• EXERCISE: Report each line below that carries the word "TicTacToeBoardUi".

• PROVIDED MATERIAL:
════════
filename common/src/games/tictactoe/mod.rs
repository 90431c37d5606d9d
mod audio;
mod board;
mod bot_controller;
mod difficulty;
mod game_state;
mod session;
mod storage;
mod types;
mod win_detector;

pub use audio::{AudioSink, SoundCue};
pub use board::Board;
pub use bot_controller::{search, SearchResult, FULL_DEPTH};
pub use difficulty::{calculate_move, MEDIUM_DEPTH, MEDIUM_RANDOM_CHANCE, OPENING_MOVES};
pub use game_state::TicTacToeGameState;
pub use session::{SessionSettings, TicTacToeSession, DEFAULT_THINK_DELAY};
pub use storage::{ConfigScoreStore, MemoryScoreStore, PersistedState, ScoreStore, STORAGE_KEY};
pub use types::{
    Difficulty, GameStatus, Mark, Outcome, Player, Scores, WinningLine, BOARD_SIZE, WINNING_LINES,
};
pub use win_detector::evaluate;
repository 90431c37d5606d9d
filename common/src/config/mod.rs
mod config_content_provider;
mod config_manager;
mod config_serializer;
mod validate;

pub use config_content_provider::{
    ConfigContentProvider, FileContentConfigProvider, MemoryContentProvider,
};
pub use config_manager::ConfigManager;
pub use config_serializer::{ConfigSerializer, YamlConfigSerializer};
pub use validate::Validate;
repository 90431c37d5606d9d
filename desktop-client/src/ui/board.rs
use common::games::tictactoe::{Mark, TicTacToeGameState};
use eframe::egui;

/// Paints the 3x3 grid and turns clicks into cell indices.
pub struct TicTacToeBoardUi {
    last_hover: Option<usize>,
}

impl TicTacToeBoardUi {
    const MIN_CELL_SIZE: f32 = 60.0;
    const MAX_CELL_SIZE: f32 = 140.0;
    const LINE_WIDTH: f32 = 2.0;
    const MARK_WIDTH: f32 = 6.0;

    pub fn new() -> Self {
        Self { last_hover: None }
    }

    pub fn calculate_cell_size(available_width: f32, available_height: f32) -> f32 {
        (available_width.min(available_height) / 3.0)
            .clamp(Self::MIN_CELL_SIZE, Self::MAX_CELL_SIZE)
    }

    /// Index of the cell under `pos`, if any.
    pub fn cell_at(rect: egui::Rect, cell_size: f32, pos: egui::Pos2) -> Option<usize> {
        if !rect.contains(pos) {
            return None;
        }
        let x = ((pos.x - rect.left()) / cell_size) as usize;
        let y = ((pos.y - rect.top()) / cell_size) as usize;
        (x < 3 && y < 3).then_some(y * 3 + x)
    }

    fn cell_rect(rect: egui::Rect, cell_size: f32, index: usize) -> egui::Rect {
        let (x, y) = (index % 3, index / 3);
        egui::Rect::from_min_size(
            egui::pos2(
                rect.left() + x as f32 * cell_size,
                rect.top() + y as f32 * cell_size,
            ),
            egui::vec2(cell_size, cell_size),
        )
    }

    /// Renders the board and returns the cell the human clicked, if the click is playable.
    pub fn render(&mut self, ui: &mut egui::Ui, state: &TicTacToeGameState) -> Option<usize> {
        let cell_size = Self::calculate_cell_size(ui.available_width(), ui.available_height());
        let (rect, response) = ui.allocate_exact_size(
            egui::vec2(cell_size * 3.0, cell_size * 3.0),
            egui::Sense::click(),
        );
        let painter = ui.painter();

        painter.rect_filled(rect, 0.0, egui::Color32::from_rgb(245, 245, 245));

        if let Some(line) = state.winning_line() {
            for index in line {
                painter.rect_filled(
                    Self::cell_rect(rect, cell_size, index).shrink(Self::LINE_WIDTH),
                    4.0,
                    egui::Color32::from_rgb(200, 240, 200),
                );
            }
        }

        for i in 0..=3 {
            let offset = i as f32 * cell_size;
            let stroke = egui::Stroke::new(Self::LINE_WIDTH, egui::Color32::DARK_GRAY);
            painter.line_segment(
                [
                    egui::pos2(rect.left() + offset, rect.top()),
                    egui::pos2(rect.left() + offset, rect.bottom()),
                ],
                stroke,
            );
            painter.line_segment(
                [
                    egui::pos2(rect.left(), rect.top() + offset),
                    egui::pos2(rect.right(), rect.top() + offset),
                ],
                stroke,
            );
        }

        for (index, mark) in state.board().cells().iter().enumerate() {
            let cell_rect = Self::cell_rect(rect, cell_size, index);
            match mark {
                Mark::X => self.draw_x(painter, cell_rect),
                Mark::O => self.draw_o(painter, cell_rect),
                Mark::Empty => {}
            }
        }

        self.last_hover = None;
        if !state.can_human_move() {
            return None;
        }

        if let Some(hover_pos) = response.hover_pos()
            && let Some(index) = Self::cell_at(rect, cell_size, hover_pos)
            && state.board().is_cell_empty(index)
        {
            painter.rect_filled(
                Self::cell_rect(rect, cell_size, index).shrink(Self::LINE_WIDTH),
                0.0,
                egui::Color32::from_rgba_unmultiplied(100, 150, 255, 50),
            );
            self.last_hover = Some(index);
        }

        if response.clicked() {
            self.last_hover
        } else {
            None
        }
    }

    fn draw_x(&self, painter: &egui::Painter, rect: egui::Rect) {
        let padding = rect.width() * 0.22;
        let stroke = egui::Stroke::new(Self::MARK_WIDTH, egui::Color32::from_rgb(37, 99, 235));

        painter.line_segment(
            [
                egui::pos2(rect.left() + padding, rect.top() + padding),
                egui::pos2(rect.right() - padding, rect.bottom() - padding),
            ],
            stroke,
        );
        painter.line_segment(
            [
                egui::pos2(rect.right() - padding, rect.top() + padding),
                egui::pos2(rect.left() + padding, rect.bottom() - padding),
            ],
            stroke,
        );
    }

    fn draw_o(&self, painter: &egui::Painter, rect: egui::Rect) {
        let padding = rect.width() * 0.2;
        let radius = (rect.width() / 2.0) - padding;
        let stroke = egui::Stroke::new(Self::MARK_WIDTH, egui::Color32::from_rgb(220, 38, 38));
        painter.circle_stroke(rect.center(), radius, stroke);
    }
}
════════
• RESPONSE TO THIS TASK:
pub struct TicTacToeBoardUi {
impl TicTacToeBoardUi {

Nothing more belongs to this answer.